Lies, damned lies and science
IHAVE a friend who was diagnosed with heart disease when he was in his thirties. His wife immediately took action to cut his cholesterol and banned him from eating butter ever again. No butter on his fresh asparagus, with jam on his scones, on new potatoes and warm toast or in his freshly baked potatoes. Instead, he was offered margarine.
Then, two decades later, the scientists said that they’d been wrong. Eating butter didn’t damage the heart. Butter is good for you —it’s margarine that’s the problem. He’s an angry man.
I agree with him. I think scientists should just shut up about their possible findings. In the past few weeks, I’ve made a collection of health warnings and a strange lot they are. We shouldn’t keep cats because they may have a parasite that could cause prostate cancer. We shouldn’t have pot bellies because ‘research suggests that adding 11cm [about 4½in] to your waistline’ increases the risk of obesity-related cancer by 13%. Selfies, other scientists say, cause people to top-up their tans, which will lead to an epidemic of skin cancer. A ‘major report’ says that drinking even one glass of wine a day raises the risk of breast cancer.

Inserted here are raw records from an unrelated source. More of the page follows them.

//! Sticky Carrot overlay: launcher, canvas drawing and the frame loop

use std::cell::RefCell;
use std::rc::Rc;

use glam::Vec2;
use wasm_bindgen::JsCast;
use wasm_bindgen::prelude::*;
use web_sys::{CanvasRenderingContext2d, Element, HtmlCanvasElement, KeyboardEvent, PointerEvent};

use super::{App, document, element, typed};
use crate::audio::{AudioManager, SoundEffect};
use crate::game::{Board, CELL, GRID_H, GRID_W, GameEvent, Nudge, Round, RoundInput, RoundPhase, tick};
use crate::import::Prompter;
use crate::platform::web::{BrowserPrompter, describe, now_seed};

const OVERLAY_ID: &str = "sticky-carrot-overlay";

const DIRT: &str = "#4a2e1b";
const HOLE: &str = "#2b1b0f";
const SHARD: &str = "#ff7f0e";
const BRUSH: &str = "#ffffff";

/// Carrot button in the corner plus the Shift+G shortcut
pub fn install_launcher(app: Rc<RefCell<App>>) -> Result<(), JsValue> {
    let document = document()?;
    let window = web_sys::window().ok_or_else(|| JsValue::from_str("no window"))?;

    let button = element(&document, "button", "")?;
    button.set_text_content(Some("\u{1F955}"));
    button.set_attribute(
        "style",
        "position:fixed;right:8px;bottom:8px;background:transparent;border:none;cursor:pointer;opacity:0.3",
    )?;
    button.set_attribute("aria-label", "Sticky Carrot")?;
    document
        .body()
        .ok_or_else(|| JsValue::from_str("no body"))?
        .append_child(&button)?;

    {
        let app = app.clone();
        let closure = Closure::<dyn FnMut(_)>::new(move |_event: web_sys::MouseEvent| {
            launch(app.clone());
        });
        button.add_event_listener_with_callback("click", closure.as_ref().unchecked_ref())?;
        closure.forget();
    }

    let closure = Closure::<dyn FnMut(_)>::new(move |event: KeyboardEvent| {
        if event.shift_key() && event.key().eq_ignore_ascii_case("g") {
            launch(app.clone());
        }
    });
    window.add_event_listener_with_callback("keydown", closure.as_ref().unchecked_ref())?;
    closure.forget();

    log::info!("Sticky Carrot ready (Shift+G)");
    Ok(())
}

fn launch(app: Rc<RefCell<App>>) {
    let already_open = document()
        .ok()
        .and_then(|d| d.get_element_by_id(OVERLAY_ID))
        .is_some();
    if already_open {
        return;
    }
    if let Err(e) = open_game(app) {
        log::error!("Could not open Sticky Carrot: {}", describe(&e));
    }
}

/// Overlay instance
struct Game {
    app: Rc<RefCell<App>>,
    round: Round,
    input: RoundInput,
    last_time: f64,
    brushing: bool,
    audio: AudioManager,
    overlay: Element,
    hud: Element,
    canvas: HtmlCanvasElement,
    ctx: CanvasRenderingContext2d,
    keydown: Option<Closure<dyn FnMut(KeyboardEvent)>>,
    pointer: Vec<PointerListener>,
}

impl Game {
    fn pointer_pos(&self, event: &PointerEvent) -> Vec2 {
        let rect = self.canvas.get_bounding_client_rect();
        Vec2::new(
            (event.client_x() as f64 - rect.left()) as f32,
            (event.client_y() as f64 - rect.top()) as f32,
        )
    }

    fn draw(&self) {
        for y in 0..GRID_H {
            for x in 0..GRID_W {
                let color = match (self.round.board.is_revealed(x, y), self.round.board.has_shard(x, y)) {
                    (false, _) => DIRT,
                    (true, true) => SHARD,
                    (true, false) => HOLE,
                };
                self.ctx.set_fill_style_str(color);
                self.ctx.fill_rect(
                    (x * CELL) as f64,
                    (y * CELL) as f64,
                    CELL as f64,
                    CELL as f64,
                );
            }
        }

        let p = self.round.pointer;
        self.ctx.set_fill_style_str(BRUSH);
        self.ctx.fill_rect(p.x as f64 - 2.0, p.y as f64 - 2.0, 4.0, 4.0);

        let mut hud = format!(
            "Time: {}s   Meter: {}   {}",
            self.round.seconds_left(),
            self.round.meter,
            if self.round.muted { "Muted (M)" } else { "Sound on (M)" },
        );
        if self.round.phase == RoundPhase::Paused {
            hud.push_str("   Paused - Esc to resume");
        }
        self.hud.set_text_content(Some(&hud));
    }

    /// Detach every listener and remove the overlay
    ///
    /// Dropping the closures releases their `Rc<RefCell<Game>>` clones, so the
    /// round (and its audio context) is freed once the frame loop lets go.
    fn close(&mut self) {
        if let Some(keydown) = self.keydown.take() {
            if let Some(window) = web_sys::window() {
                let _ = window
                    .remove_event_listener_with_callback("keydown", keydown.as_ref().unchecked_ref());
            }
        }
        for (name, closure) in self.pointer.drain(..) {
            let _ = self
                .canvas
                .remove_event_listener_with_callback(name, closure.as_ref().unchecked_ref());
        }
        self.overlay.remove();
    }
}

fn open_game(app: Rc<RefCell<App>>) -> Result<(), JsValue> {
    let document = document()?;
    let window = web_sys::window().ok_or_else(|| JsValue::from_str("no window"))?;
    let settings = app.borrow().settings.clone();

    let overlay = element(&document, "div", "")?;
    overlay.set_id(OVERLAY_ID);
    overlay.set_attribute(
        "style",
        "position:fixed;inset:0;background:#2b1b0f;display:flex;flex-direction:column;\
         align-items:center;justify-content:center;z-index:9999;font-family:monospace;color:#fff",
    )?;

    let hud = element(&document, "div", "")?;
    hud.set_attribute("style", "margin-bottom:8px")?;

    let size = Board::pixel_size();
    let canvas: HtmlCanvasElement = typed(&document, "canvas", "")?;
    canvas.set_width(size.x as u32);
    canvas.set_height(size.y as u32);
    canvas.set_attribute(
        "style",
        "border:4px solid #fff;image-rendering:pixelated;cursor:crosshair;touch-action:none",
    )?;
    let ctx: CanvasRenderingContext2d = canvas
        .get_context("2d")?
        .ok_or_else(|| JsValue::from_str("no 2d context"))?
        .dyn_into()?;

    let help = element(&document, "div", "")?;
    help.set_text_content(Some("Brush to find carrot shards. Arrows move, Esc pauses, Q quits."));
    help.set_attribute("style", "margin-top:8px;opacity:0.7")?;

    overlay.append_child(&hud)?;
    overlay.append_child(&canvas)?;
    overlay.append_child(&help)?;
    document
        .body()
        .ok_or_else(|| JsValue::from_str("no body"))?
        .append_child(&overlay)?;

    let seed = now_seed();
    log::info!("Sticky Carrot round started with seed: {}", seed);

    let game = Rc::new(RefCell::new(Game {
        app,
        round: Round::new(seed, &settings),
        input: RoundInput::default(),
        last_time: 0.0,
        brushing: false,
        audio: AudioManager::new(settings.game_muted),
        overlay,
        hud,
        canvas: canvas.clone(),
        ctx,
        keydown: None,
        pointer: Vec::new(),
    }));

    let pointer = setup_pointer_handlers(&canvas, &game)?;
    game.borrow_mut().pointer = pointer;

    let keydown = {
        let game = game.clone();
        Closure::<dyn FnMut(_)>::new(move |event: KeyboardEvent| {
            let mut g = game.borrow_mut();
            let key = event.key();
            if let Some(nudge) = Nudge::from_key(&key) {
                event.prevent_default();
                g.input.nudges.push(nudge);
                return;
            }
            match key.as_str() {
                "Escape" => g.input.pause = true,
                "m" | "M" => g.input.mute = true,
                "q" | "Q" => g.input.quit = true,
                _ => {}
            }
        })
    };
    window.add_event_listener_with_callback("keydown", keydown.as_ref().unchecked_ref())?;
    game.borrow_mut().keydown = Some(keydown);

    game.borrow().draw();
    request_animation_frame(game);
    Ok(())
}

type PointerListener = (&'static str, Closure<dyn FnMut(PointerEvent)>);

fn setup_pointer_handlers(
    canvas: &HtmlCanvasElement,
    game: &Rc<RefCell<Game>>,
) -> Result<Vec<PointerListener>, JsValue> {
    let mut listeners: Vec<PointerListener> = Vec::new();

    // Pointer down - start brushing
    {
        let game = game.clone();
        let canvas_clone = canvas.clone();
        listeners.push((
            "pointerdown",
            Closure::new(move |event: PointerEvent| {
                let mut g = game.borrow_mut();
                g.brushing = true;
                let _ = canvas_clone.set_pointer_capture(event.pointer_id());
                let pos = g.pointer_pos(&event);
                g.input.strokes.push(pos);
            }),
        ));
    }

    // Pointer move - brush while pressed
    {
        let game = game.clone();
        listeners.push((
            "pointermove",
            Closure::new(move |event: PointerEvent| {
                let mut g = game.borrow_mut();
                if g.brushing {
                    let pos = g.pointer_pos(&event);
                    g.input.strokes.push(pos);
                }
            }),
        ));
    }

    // Pointer up / cancel - stop brushing
    for name in ["pointerup", "pointercancel"] {
        let game = game.clone();
        listeners.push((
            name,
            Closure::new(move |_event: PointerEvent| {
                game.borrow_mut().brushing = false;
            }),
        ));
    }

    for (name, closure) in &listeners {
        canvas.add_event_listener_with_callback(name, closure.as_ref().unchecked_ref())?;
    }
    Ok(listeners)
}

fn request_animation_frame(game: Rc<RefCell<Game>>) {
    let Some(window) = web_sys::window() else {
        return;
    };
    // Freed by wasm-bindgen after its single call
    let callback = Closure::once_into_js(move |time: f64| {
        game_loop(game, time);
    });
    let _ = window.request_animation_frame(callback.unchecked_ref());
}

fn game_loop(game: Rc<RefCell<Game>>, time: f64) {
    let finished_score = {
        let mut g = game.borrow_mut();

        let dt = if g.last_time > 0.0 {
            (time - g.last_time) as f32
        } else {
            0.0
        };
        g.last_time = time;

        let input = std::mem::take(&mut g.input);
        tick(&mut g.round, &input, dt);

        let mut finished_score = None;
        let mut closed = false;
        for event in g.round.drain_events() {
            match event {
                GameEvent::Beep => g.audio.play(SoundEffect::ShardFound),
                GameEvent::MuteChanged { muted } => {
                    g.audio.set_muted(muted);
                    let mut app = g.app.borrow_mut();
                    app.settings.game_muted = muted;
                    app.save_settings();
                }
                GameEvent::Finished { score } => {
                    g.audio.play(SoundEffect::RoundEnd);
                    finished_score = Some(score);
                    closed = true;
                }
                GameEvent::Quit => closed = true,
                GameEvent::Revealed { .. }
                | GameEvent::ShardFound { .. }
                | GameEvent::Paused
                | GameEvent::Resumed => {}
            }
        }

        if closed {
            g.close();
            // Loop stops here; `game` drops with this frame
            if finished_score.is_none() {
                log::info!("Sticky Carrot closed");
                return;
            }
        } else {
            g.draw();
        }
        finished_score
    };

    match finished_score {
        Some(score) => BrowserPrompter.alert(&format!("Carrot shards collected: {}", score)),
        None => request_animation_frame(game),
    }
}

Looking on the bright side, research appears to say that taking up gardening ‘can cut the risk of breast cancer’ by up to 13%. And, most damning of all, salt (the demon in our diet) has been declared safe by Dr James Dinicolantonio. Indeed, he says too little salt is bad for you. It seems that the previous ‘evidence’ of the dangers of salt was propounded on research into rats that had been genetically modified to be salt-sensitive. Ordinary rats, says Dr Dinicolantonio, don’t get high blood pressure when fed salt.
I notice that all these reports have the sneaky words ‘could’ or ‘up to’ in their findings. Cats can cause prostate cancer as can a glass of wine, but gardening could be a cure. Strange how things that are pleasing—cats, a glass of wine—cause disease and things that are less so—heavy gardening, slimming—are helpful.
Which brings me to the labelling on food packets. Have you noticed that, on virtually every pack, a good square inch is given to nutritional advice? Probably, like me, your eye simply skates over this because it means absolutely nothing to you. On a packet of crispbread, I’m told that ‘typical values’ for, for instance, energy are 1610kj (or 381kcals) per 100g. On the back of a pack for apple tart, ‘Energy kj equals 714 per 100 grams and 619 per 1/6 of tarte’. Underneath this table is ‘RI=% of your daily reference intake’. There is no other reference to RI.
I wonder if anyone reads these figures or if the whole thing is a waste of space. And, I assume, someone has to work out how many kjs each kind of food has in 100g. You probably don’t have the slightest idea of what a kj is. With a bit of research, I’ve now discovered that this is a kilojoule, which is some measurement of energy that no one understands. It is by the order of the EU that this complete waste of time and money has, by law, to be printed on most food packaging. It would be, wouldn’t it?
Would it be too much to ask that our food could be left out of politics? I see that there are moves to increase the price of sweeties so that the NHS can cope with what is considered an epidemic of obesity. One would be more sympathetic if such instant solutions involved cutting the price of, say, apples and pears rather than hiking the tax on sweets. But, when do-gooding legislation magically increases government revenue, it passes easily.
My suggestion is that we eat what we want within moderation, throw the kilojoules into the bin and have a nice glass of wine to celebrate freedom from smug scientists.